In Mexico there have been many women artists, but those who have always been referred to are Frida Kahlo, Remedios Varo, and Leonora Carrington, the latter two of European origin; Varo, Spanish, lived in Mexico from 1940 until her death in 1963; and Carrington, British, arrived in Mexico in 1943, the country where she died in 2011. Although they weren’t born in Mexico, they are considered Mexican artists, since they developed their work in that country, the place from which they became known internationally.
But let’s go with the case that corresponds to us this time, María Izquierdo, a talented contemporary painter to the aforementioned triad of artists, who was born in Jalisco, Mexico, in 1902, and died in Mexico City, in 1955. She came from a family of more indigenous descent than mestizo.
Regarding her academic education, Izquierdo studied at the Escuela Nacional de Bellas Artes, at the end of the 1920s. An institution directed by Diego Rivera a few months after she entered. There she took painting, composition, color, and art history classes and had important artists of the time as teachers, such as Rufino Tamayo, for example, with whom she related professionally and sentimentally. For this reason, she received a lot of artistic influence from Tamayo, which can be seen in her production made between 1929 and 1933, a period in which both shared a workshop, whose theme revolved around portraits of people close to her, such as family and friends.

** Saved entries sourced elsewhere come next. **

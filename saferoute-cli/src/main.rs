//! Entry point for the command-line interface.
#![forbid(unsafe_code)]

fn main() {
    pretty_env_logger::init();
    if let Err(err) = saferoute_cli::run() {
        log::debug!("{err:?}");
        eprintln!("saferoute: {err}");
        std::process::exit(1);
    }
}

Among the themes that Izquierdo worked on are portraits, self-portraits, still lifes, children, nude women, kneeling, tied to columns, maternity, dancers, characters and circus scenes, animals, as well as Mexican and indigenous traditions, particularly; but her women, recurrent images in her paintings, she represented with a markedly melancholic aspect, as if they were experiencing great loneliness (3).